В этом кроется величайший диалектический парадокс истинного и ложного: иногда искаженное восприятие, которое ошибочно прочитывает ситуацию исходя из своей ограниченной перспективы, может, благодаря этой самой ограниченности, воспринимать "подавленные" возможности наблюдаемого положения вещей. Нельзя не согласиться, что, если мы подвергнем культурные продукты, обычно обозначаемые как нуар, пристальному историческому анализу, само понятие фильм нуар окажется бессодержательным и рассыплется; тем не менее, как ни парадоксально, необходимо указать на то, что Истина содержится на уровне призрачного (ложного) восприятия нуар, а не в детальном историческом знании. Именно эффективность понятия нуар позволяет нам сегодня немедленно распознать как нуар короткую сцену из "Дамы в озере" [19] : простую строчку из диалога, в котором детектив на вопрос "Но почему он убил ее? Разве он ее не любил?" отвечает с прямотой: "Этого достаточно, чтобы убить".
И более того, иногда внешнее ложное восприятие оказывает плодотворное воздействие на сам неверно воспринятый "оригинал", заставляя его озаботиться собственной "подавленной" истиной (можно сказать, что заимствование французского понятия "нуар", результат неверного восприятия, сильно повлияло на само американское кинопроизводство). Не является ли лучшим примером продуктивности внешнего ошибочного восприятия прочтение в Америке работ Деррида? И не оказало ли это действительно ложное восприятие обратное продуктивное воздействие на самого Деррида, заставив его более непосредственно заняться этикополитическими проблемами? Не было ли американское восприятие Деррида в этом плане своего рода "фармаконом", дополнением "исходного" Деррида – ядовитой подделкой, искажающей оригинал и в то же время сохраняющей его живым? Короче говоря, был бы Деррида по-прежнему столь "живым", если бы мы изъяли из его работ их американское ошибочное восприятие?

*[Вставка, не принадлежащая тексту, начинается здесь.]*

use async_trait::async_trait;
use axum::http::HeaderMap;
use hmac::{Hmac, Mac};
use rust_decimal::prelude::ToPrimitive;
use rust_decimal::Decimal;
use serde::Deserialize;
use sha2::Sha256;
use std::sync::Arc;
use tracing::{instrument, warn};
use uuid::Uuid;

use crate::config::PaymentConfig;
use crate::entities::order::Model as OrderModel;
use crate::entities::order_item::Model as OrderItemModel;
use crate::errors::ServiceError;
use crate::services::identity::Session;
use crate::services::orders::OrderService;

type HmacSha256 = Hmac<Sha256>;

/// Payment boundary consumed by the checkout orchestrator. Returns the
/// redirect URL the browser is sent to.
#[async_trait]
pub trait PaymentGateway: Send + Sync {
    async fn create_checkout_session(
        &self,
        order_id: Uuid,
        session: &Session,
    ) -> Result<String, ServiceError>;
}

/// Stripe-style gateway: hosted checkout sessions created over HTTP, webhook
/// signatures verified with a shared HMAC secret.
pub struct StripeGateway {
    http: reqwest::Client,
    config: PaymentConfig,
    orders: Arc<OrderService>,
}

#[derive(Debug, Deserialize)]
struct CheckoutSessionResponse {
    id: String,
    url: String,
}

impl StripeGateway {
    pub fn new(config: PaymentConfig, orders: Arc<OrderService>) -> Self {
        Self {
            http: reqwest::Client::new(),
            config,
            orders,
        }
    }
}

/// Builds the form parameters for a hosted checkout session. Lines without a
/// positive numeric price are excluded from the payment request; if that
/// leaves nothing payable the call is rejected — custom-quoted orders must go
/// through the proposal path. The order id rides in the session metadata so
/// the webhook can correlate back.
pub(crate) fn build_session_params(
    order: &OrderModel,
    items: &[OrderItemModel],
    config: &PaymentConfig,
) -> Result<Vec<(String, String)>, ServiceError> {
    let payable: Vec<&OrderItemModel> = items
        .iter()
        .filter(|item| item.price_value.map_or(false, |v| v > Decimal::ZERO))
        .collect();

    if payable.is_empty() {
        return Err(ServiceError::NoPayableItems(
            "this order contains only custom-priced items; request a proposal instead".to_string(),
        ));
    }

    let mut params: Vec<(String, String)> = vec![
        ("mode".to_string(), "payment".to_string()),
        (
            "payment_method_types[0]".to_string(),
            "card".to_string(),
        ),
        ("metadata[order_id]".to_string(), order.id.to_string()),
        (
            "success_url".to_string(),
            format!(
                "{}?session_id={{CHECKOUT_SESSION_ID}}&order_id={}",
                config.success_url, order.id
            ),
        ),
        ("cancel_url".to_string(), config.cancel_url.clone()),
    ];

    for (i, item) in payable.iter().enumerate() {
        let cents = (item.price_value.unwrap_or(Decimal::ZERO) * Decimal::from(100))
            .trunc()
            .to_i64()
            .ok_or_else(|| {
                ServiceError::InternalError(format!("price overflow on line {}", item.position))
            })?;
        params.push((
            format!("line_items[{i}][price_data][currency]"),
            config.currency.clone(),
        ));
        params.push((
            format!("line_items[{i}][price_data][unit_amount]"),
            cents.to_string(),
        ));
        params.push((
            format!("line_items[{i}][price_data][product_data][name]"),
            item.name.clone(),
        ));
        params.push((format!("line_items[{i}][quantity]"), "1".to_string()));
    }

    Ok(params)
}

#[async_trait]
impl PaymentGateway for StripeGateway {
    #[instrument(skip(self, session), fields(order_id = %order_id, user_id = %session.user_id))]
    async fn create_checkout_session(
        &self,
        order_id: Uuid,
        session: &Session,
    ) -> Result<String, ServiceError> {
        let order = self
            .orders
            .get_order(order_id)
            .await?
            .ok_or_else(|| ServiceError::NotFound(format!("Order {order_id} not found")))?;

        if order.client_id != session.user_id && !session.is_admin() {
            return Err(ServiceError::Unauthorized(
                "you do not own this order".to_string(),
            ));
        }

        let items = self.orders.get_items(order_id).await?;
        let params = build_session_params(&order, &items, &self.config)?;

        let response = self
            .http
            .post(format!("{}/v1/checkout/sessions", self.config.api_base))
            .bearer_auth(&self.config.secret_key)
            .form(&params)
            .send()
            .await
            .map_err(|e| ServiceError::ExternalServiceError(format!("payment request: {e}")))?;

        if !response.status().is_success() {
            let status = response.status();
            let body = response.text().await.unwrap_or_default();
            warn!(%status, body = %body, "payment session creation rejected");
            return Err(ServiceError::PaymentFailed(format!(
                "payment provider rejected the session ({status})"
            )));
        }

        let created: CheckoutSessionResponse = response
            .json()
            .await
            .map_err(|e| ServiceError::ExternalServiceError(format!("payment body: {e}")))?;

        tracing::info!(order_id = %order_id, session_id = %created.id, "payment session created");
        Ok(created.url)
    }
}

// ---------------------------------------------------------------------------
// Webhook signature verification
// ---------------------------------------------------------------------------

/// Verifies a `Payment-Signature: t=<ts>,v1=<hex hmac>` header over
/// `"{ts}.{payload}"`. Stale timestamps outside the tolerance are rejected.
pub fn verify_signature(
    headers: &HeaderMap,
    payload: &[u8],
    secret: &str,
    tolerance_secs: u64,
) -> bool {
    let Some(header) = headers
        .get("Payment-Signature")
        .and_then(|h| h.to_str().ok())
    else {
        return false;
    };

    let mut ts = "";
    let mut v1 = "";
    for part in header.split(',') {
        match part.split_once('=') {
            Some(("t", value)) => ts = value,
            Some(("v1", value)) => v1 = value,
            _ => {}
        }
    }
    if ts.is_empty() || v1.is_empty() {
        return false;
    }

    if let Ok(ts_i) = ts.parse::<i64>() {
        let now = chrono::Utc::now().timestamp();
        if (now - ts_i).unsigned_abs() > tolerance_secs {
            return false;
        }
    } else {
        return false;
    }

    constant_time_eq(&expected_signature(secret, ts, payload), v1)
}

/// Computes the hex HMAC for a timestamped payload. Shared with the test
/// harness so webhook tests can produce valid headers.
pub fn expected_signature(secret: &str, ts: &str, payload: &[u8]) -> String {
    let mut mac = HmacSha256::new_from_slice(secret.as_bytes())
        .expect("HMAC accepts keys of any length");
    mac.update(ts.as_bytes());
    mac.update(b".");
    mac.update(payload);
    hex::encode(mac.finalize().into_bytes())
}

fn constant_time_eq(a: &str, b: &str) -> bool {
    if a.len() != b.len() {
        return false;
    }
    let mut res = 0u8;
    for (x, y) in a.as_bytes().iter().zip(b.as_bytes()) {
        res |= x ^ y;
    }
    res == 0
}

Возвратимся к Любичу. Его прямая инсценировка взгляда как фантазийной рамки ослабляет захваченность нас этим взглядом, открыто демонстрируя его децентрированный характер. То же самое децентрирование, та же самая дистанция в отношении фантазийной рамки поддерживает одну из наиболее эффектных шуток в абсолютном шедевре Любича "Быть или не быть". Польский актер Юзеф Тура, выдающий себя за полковника гестапо Эрхардта, беседует с высокопоставленным польским коллаборационистом и (как нам кажется) неуместно утрирует, когда, комментируя слухи о самом себе ("Так значит, они меня называют Концлагерь Эрхардт?"), дополняет слова вульгарной усмешкой. Некоторое время спустя Тура вынужден бежать, и появляется настоящий Эрхардт; когда разговор снова касается слухов, то он реагирует ровно так же, как тот, кто его изображал, то есть неуместно-преувеличенно. Смысл тут ясен: даже сам Эрхардт не является непосредственно самим собой, он также имитирует копию самого себя или, точнее, нелепое представление о самом себе. В то время как Тура изображает его, Эрхардт играет себя самого.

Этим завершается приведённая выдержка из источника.